• **Exercise instructions**
For each line of the data that includes the word "SemanticHealer", copy the line.

• **Record excerpts**
//! Top-level seam: structural heal, then per-component config validation and
//! healing, with every failure turned into an operator-facing diagnostic.

use std::sync::Arc;

use serde_json::{Map, Value};
use tracing::{debug, info, instrument, warn};

use crate::config::{ConfigRequirement, ConfigValidator, RequirementRegistry};
use crate::context::PipelineContextBuilder;
use crate::error::{FieldSuggestion, StructuralError, ValidationException};
use crate::graph::PipelineGraph;
use crate::heal::{HealingOperation, StructuralHealer};
use crate::semantic::{AiBackend, HealingCache, SemanticHealer};
use crate::settings::HealerSettings;

pub struct ValidationPipeline {
    registry: Arc<dyn RequirementRegistry>,
    healer: SemanticHealer,
    structural: StructuralHealer,
}

/// Outcome of [`ValidationPipeline::validate_graph`]. Configs of components
/// that validated (or healed) are written back into `graph`; failed ones keep
/// their original config.
#[derive(Debug)]
pub struct GraphValidation {
    pub graph: PipelineGraph,
    pub operations: Vec<HealingOperation>,
    pub structural_errors: Vec<StructuralError>,
    pub failures: Vec<ValidationException>,
}

impl GraphValidation {
    pub fn is_valid(&self) -> bool {
        self.structural_errors.is_empty() && self.failures.is_empty()
    }

    /// All diagnostics, structural defects first.
    pub fn diagnostics(&self) -> String {
        let mut out = String::new();
        for e in &self.structural_errors {
            out.push_str(&format!("[{}] {}\n", e.code(), e));
        }
        for f in &self.failures {
            out.push_str(&f.render_diagnostic());
        }
        out
    }
}

impl ValidationPipeline {
    pub fn new(registry: Arc<dyn RequirementRegistry>, healer: SemanticHealer) -> Self {
        ValidationPipeline {
            registry,
            healer,
            structural: StructuralHealer::default(),
        }
    }

    /// Wire a pipeline from settings. `backend` is dropped when
    /// `settings.enable_ai` is false.
    pub fn from_settings(
        settings: &HealerSettings,
        registry: Arc<dyn RequirementRegistry>,
        backend: Option<Arc<dyn AiBackend>>,
    ) -> Self {
        let cache = Arc::new(HealingCache::new(settings.cache_capacity));
        let mut healer = SemanticHealer::new(cache).with_retry(settings.retry.clone());
        if let Some(backend) = backend.filter(|_| settings.enable_ai) {
            healer = healer.with_backend(backend);
        }
        ValidationPipeline::new(registry, healer)
            .with_structural(StructuralHealer::new(settings.max_heal_rounds))
    }

    pub fn with_structural(mut self, structural: StructuralHealer) -> Self {
        self.structural = structural;
        self
    }

    pub fn healer(&self) -> &SemanticHealer {
        &self.healer
    }

    /// Valid config for `component`, healed if needed. Never returns a
    /// partially healed config.
    #[instrument(level = "debug", skip(self, builder))]
    pub async fn validate_component(
        &self,
        builder: &PipelineContextBuilder<'_>,
        component: &str,
    ) -> Result<Map<String, Value>, ValidationException> {
        let ctx = builder.build(component)?;

        let requirements = match self.registry.requirements(&ctx.kind) {
            Some(reqs) if !reqs.is_empty() => reqs,
            _ => {
                debug!(kind = %ctx.kind, "kind declares no requirements");
                return Ok(ctx.config);
            }
        };

        let original = ConfigValidator::validate(&ctx.component, &ctx.config, requirements);
        if original.is_empty() {
            return Ok(ctx.config);
        }
        info!(errors = original.len(), "configuration invalid, healing");

        let healed = match self
            .healer
            .heal(&ctx, &ctx.config, requirements, &original)
            .await
        {
            Ok(healed) => healed,
            Err(failure) => {
                let suggestions = suggestions_for(requirements, &failure.unresolved);
                return Err(ValidationException::HealingFailed {
                    component: ctx.component,
                    kind: ctx.kind,
                    original,
                    failure,
                    suggestions,
                    ai_available: self.healer.has_backend(),
                });
            }
        };

        let remaining = ConfigValidator::validate(&ctx.component, &healed, requirements);
        if !remaining.is_empty() {
            warn!(remaining = remaining.len(), "healed configuration failed re-validation");
            return Err(ValidationException::PostHealInvalid {
                component: ctx.component,
                kind: ctx.kind,
                original,
                remaining,
            });
        }
        Ok(healed)
    }

    /// Structural heal, then validate every component in name order against
    /// one resource snapshot taken from the healed graph.
    #[instrument(level = "debug", skip_all, fields(graph = %graph.name))]
    pub async fn validate_graph(&self, graph: &PipelineGraph) -> GraphValidation {
        let report = self.structural.heal(graph);
        let mut healed_graph = report.graph;

        let mut names: Vec<String> = healed_graph.components.iter().map(|c| c.name.clone()).collect();
        names.sort();
        names.dedup();

        let mut outcomes = Vec::with_capacity(names.len());
        {
            let builder = PipelineContextBuilder::new(&healed_graph);
            for name in &names {
                outcomes.push((name.clone(), self.validate_component(&builder, name).await));
            }
        }

        let mut failures = Vec::new();
        for (name, outcome) in outcomes {
            match outcome {
                Ok(config) => {
                    if let Some(c) = healed_graph.component_mut(&name) {
                        c.config = config;
                    }
                }
                Err(e) => {
                    warn!(component = %name, phase = %e.phase(), "component left invalid");
                    failures.push(e);
                }
            }
        }

        info!(
            components = names.len(),
            operations = report.operations.len(),
            failures = failures.len(),
            "graph validation finished"
        );
        GraphValidation {
            graph: healed_graph,
            operations: report.operations,
            structural_errors: report.unresolved,
            failures,
        }
    }
}

/// Example/default hints for each unresolved field that has a requirement.
fn suggestions_for(requirements: &[ConfigRequirement], unresolved: &[String]) -> Vec<FieldSuggestion> {
    unresolved
        .iter()
        .filter_map(|field| requirements.iter().find(|r| &r.name == field))
        .map(|r| FieldSuggestion {
            field: r.name.clone(),
            field_type: r.field_type.to_string(),
            example: r.example.clone(),
            default: r.default.as_ref().map(Value::to_string),
            description: r.description.clone(),
        })
        .collect()
}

• **Answer section**
use crate::semantic::{AiBackend, HealingCache, SemanticHealer};
    healer: SemanticHealer,
    pub fn new(registry: Arc<dyn RequirementRegistry>, healer: SemanticHealer) -> Self {
        let mut healer = SemanticHealer::new(cache).with_retry(settings.retry.clone());
    pub fn healer(&self) -> &SemanticHealer {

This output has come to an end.